Set down all the lines below, each one exactly as shown.

*** Block opens ***

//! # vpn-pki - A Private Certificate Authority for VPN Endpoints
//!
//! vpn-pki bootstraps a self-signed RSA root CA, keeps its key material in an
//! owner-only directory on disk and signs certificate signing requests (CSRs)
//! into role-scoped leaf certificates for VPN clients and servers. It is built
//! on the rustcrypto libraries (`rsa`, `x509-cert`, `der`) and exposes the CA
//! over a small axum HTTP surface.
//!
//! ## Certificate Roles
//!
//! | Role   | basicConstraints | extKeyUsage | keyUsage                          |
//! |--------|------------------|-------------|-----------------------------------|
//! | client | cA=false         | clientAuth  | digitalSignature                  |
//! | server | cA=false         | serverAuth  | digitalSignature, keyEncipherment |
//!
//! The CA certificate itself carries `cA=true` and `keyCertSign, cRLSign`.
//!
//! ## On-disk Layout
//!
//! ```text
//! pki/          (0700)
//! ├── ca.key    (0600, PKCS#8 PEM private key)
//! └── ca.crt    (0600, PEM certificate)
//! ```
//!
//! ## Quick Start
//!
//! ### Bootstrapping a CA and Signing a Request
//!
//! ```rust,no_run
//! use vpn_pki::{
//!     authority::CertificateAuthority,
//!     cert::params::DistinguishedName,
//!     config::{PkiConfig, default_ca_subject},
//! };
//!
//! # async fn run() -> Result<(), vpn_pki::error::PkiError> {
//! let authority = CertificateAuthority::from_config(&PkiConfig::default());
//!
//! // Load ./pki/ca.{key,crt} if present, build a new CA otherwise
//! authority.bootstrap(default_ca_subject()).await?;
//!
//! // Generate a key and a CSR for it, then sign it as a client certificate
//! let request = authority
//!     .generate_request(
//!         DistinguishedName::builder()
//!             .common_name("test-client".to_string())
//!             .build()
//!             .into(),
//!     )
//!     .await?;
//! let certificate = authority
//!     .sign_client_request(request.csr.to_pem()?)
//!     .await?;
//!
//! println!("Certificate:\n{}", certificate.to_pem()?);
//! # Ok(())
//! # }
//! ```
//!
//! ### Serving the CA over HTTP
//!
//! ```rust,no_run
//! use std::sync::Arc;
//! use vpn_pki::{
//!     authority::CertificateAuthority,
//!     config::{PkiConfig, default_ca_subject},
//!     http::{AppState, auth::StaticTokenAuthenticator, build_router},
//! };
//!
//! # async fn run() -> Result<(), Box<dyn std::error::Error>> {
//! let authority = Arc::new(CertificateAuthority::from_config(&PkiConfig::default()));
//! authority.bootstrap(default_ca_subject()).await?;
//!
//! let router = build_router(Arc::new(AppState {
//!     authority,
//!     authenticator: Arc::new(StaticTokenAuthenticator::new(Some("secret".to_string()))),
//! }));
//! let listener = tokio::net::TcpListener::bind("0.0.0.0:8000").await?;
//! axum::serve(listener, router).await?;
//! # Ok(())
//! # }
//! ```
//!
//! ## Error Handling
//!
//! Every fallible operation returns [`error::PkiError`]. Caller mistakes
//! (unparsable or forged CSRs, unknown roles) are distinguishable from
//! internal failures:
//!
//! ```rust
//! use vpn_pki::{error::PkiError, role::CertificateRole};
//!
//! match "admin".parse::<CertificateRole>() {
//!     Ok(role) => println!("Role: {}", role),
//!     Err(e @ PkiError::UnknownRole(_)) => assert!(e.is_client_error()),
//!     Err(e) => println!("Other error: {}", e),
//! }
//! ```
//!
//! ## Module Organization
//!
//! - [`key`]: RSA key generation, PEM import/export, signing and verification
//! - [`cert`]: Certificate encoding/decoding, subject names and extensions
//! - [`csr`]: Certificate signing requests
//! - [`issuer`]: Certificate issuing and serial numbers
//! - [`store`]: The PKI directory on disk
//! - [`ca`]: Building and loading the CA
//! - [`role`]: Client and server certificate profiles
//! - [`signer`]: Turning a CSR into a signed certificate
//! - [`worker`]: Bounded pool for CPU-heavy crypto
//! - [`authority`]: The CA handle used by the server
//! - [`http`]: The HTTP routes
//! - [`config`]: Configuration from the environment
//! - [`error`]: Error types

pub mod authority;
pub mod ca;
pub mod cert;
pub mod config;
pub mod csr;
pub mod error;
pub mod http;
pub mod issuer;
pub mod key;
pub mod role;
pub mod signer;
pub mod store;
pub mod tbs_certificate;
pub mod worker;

*** Block closes ***

→ **SOLUTION**:
//! # vpn-pki - A Private Certificate Authority for VPN Endpoints
//!
//! vpn-pki bootstraps a self-signed RSA root CA, keeps its key material in an
//! owner-only directory on disk and signs certificate signing requests (CSRs)
//! into role-scoped leaf certificates for VPN clients and servers. It is built
//! on the rustcrypto libraries (`rsa`, `x509-cert`, `der`) and exposes the CA
//! over a small axum HTTP surface.
//!
//! ## Certificate Roles
//!
//! | Role   | basicConstraints | extKeyUsage | keyUsage                          |
//! |--------|------------------|-------------|-----------------------------------|
//! | client | cA=false         | clientAuth  | digitalSignature                  |
//! | server | cA=false         | serverAuth  | digitalSignature, keyEncipherment |
//!
//! The CA certificate itself carries `cA=true` and `keyCertSign, cRLSign`.
//!
//! ## On-disk Layout
//!
//! ```text
//! pki/          (0700)
//! ├── ca.key    (0600, PKCS#8 PEM private key)
//! └── ca.crt    (0600, PEM certificate)
//! ```
//!
//! ## Quick Start
//!
//! ### Bootstrapping a CA and Signing a Request
//!
//! ```rust,no_run
//! use vpn_pki::{
//!     authority::CertificateAuthority,
//!     cert::params::DistinguishedName,
//!     config::{PkiConfig, default_ca_subject},
//! };
//!
//! # async fn run() -> Result<(), vpn_pki::error::PkiError> {
//! let authority = CertificateAuthority::from_config(&PkiConfig::default());
//!
//! // Load ./pki/ca.{key,crt} if present, build a new CA otherwise
//! authority.bootstrap(default_ca_subject()).await?;
//!
//! // Generate a key and a CSR for it, then sign it as a client certificate
//! let request = authority
//!     .generate_request(
//!         DistinguishedName::builder()
//!             .common_name("test-client".to_string())
//!             .build()
//!             .into(),
//!     )
//!     .await?;
//! let certificate = authority
//!     .sign_client_request(request.csr.to_pem()?)
//!     .await?;
//!
//! println!("Certificate:\n{}", certificate.to_pem()?);
//! # Ok(())
//! # }
//! ```
//!
//! ### Serving the CA over HTTP
//!
//! ```rust,no_run
//! use std::sync::Arc;
//! use vpn_pki::{
//!     authority::CertificateAuthority,
//!     config::{PkiConfig, default_ca_subject},
//!     http::{AppState, auth::StaticTokenAuthenticator, build_router},
//! };
//!
//! # async fn run() -> Result<(), Box<dyn std::error::Error>> {
//! let authority = Arc::new(CertificateAuthority::from_config(&PkiConfig::default()));
//! authority.bootstrap(default_ca_subject()).await?;
//!
//! let router = build_router(Arc::new(AppState {
//!     authority,
//!     authenticator: Arc::new(StaticTokenAuthenticator::new(Some("secret".to_string()))),
//! }));
//! let listener = tokio::net::TcpListener::bind("0.0.0.0:8000").await?;
//! axum::serve(listener, router).await?;
//! # Ok(())
//! # }
//! ```
//!
//! ## Error Handling
//!
//! Every fallible operation returns [`error::PkiError`]. Caller mistakes
//! (unparsable or forged CSRs, unknown roles) are distinguishable from
//! internal failures:
//!
//! ```rust
//! use vpn_pki::{error::PkiError, role::CertificateRole};
//!
//! match "admin".parse::<CertificateRole>() {
//!     Ok(role) => println!("Role: {}", role),
//!     Err(e @ PkiError::UnknownRole(_)) => assert!(e.is_client_error()),
//!     Err(e) => println!("Other error: {}", e),
//! }
//! ```
//!
//! ## Module Organization
//!
//! - [`key`]: RSA key generation, PEM import/export, signing and verification
//! - [`cert`]: Certificate encoding/decoding, subject names and extensions
//! - [`csr`]: Certificate signing requests
//! - [`issuer`]: Certificate issuing and serial numbers
//! - [`store`]: The PKI directory on disk
//! - [`ca`]: Building and loading the CA
//! - [`role`]: Client and server certificate profiles
//! - [`signer`]: Turning a CSR into a signed certificate
//! - [`worker`]: Bounded pool for CPU-heavy crypto
//! - [`authority`]: The CA handle used by the server
//! - [`http`]: The HTTP routes
//! - [`config`]: Configuration from the environment
//! - [`error`]: Error types

pub mod authority;
pub mod ca;
pub mod cert;
pub mod config;
pub mod csr;
pub mod error;
pub mod http;
pub mod issuer;
pub mod key;
pub mod role;
pub mod signer;
pub mod store;
pub mod tbs_certificate;
pub mod worker;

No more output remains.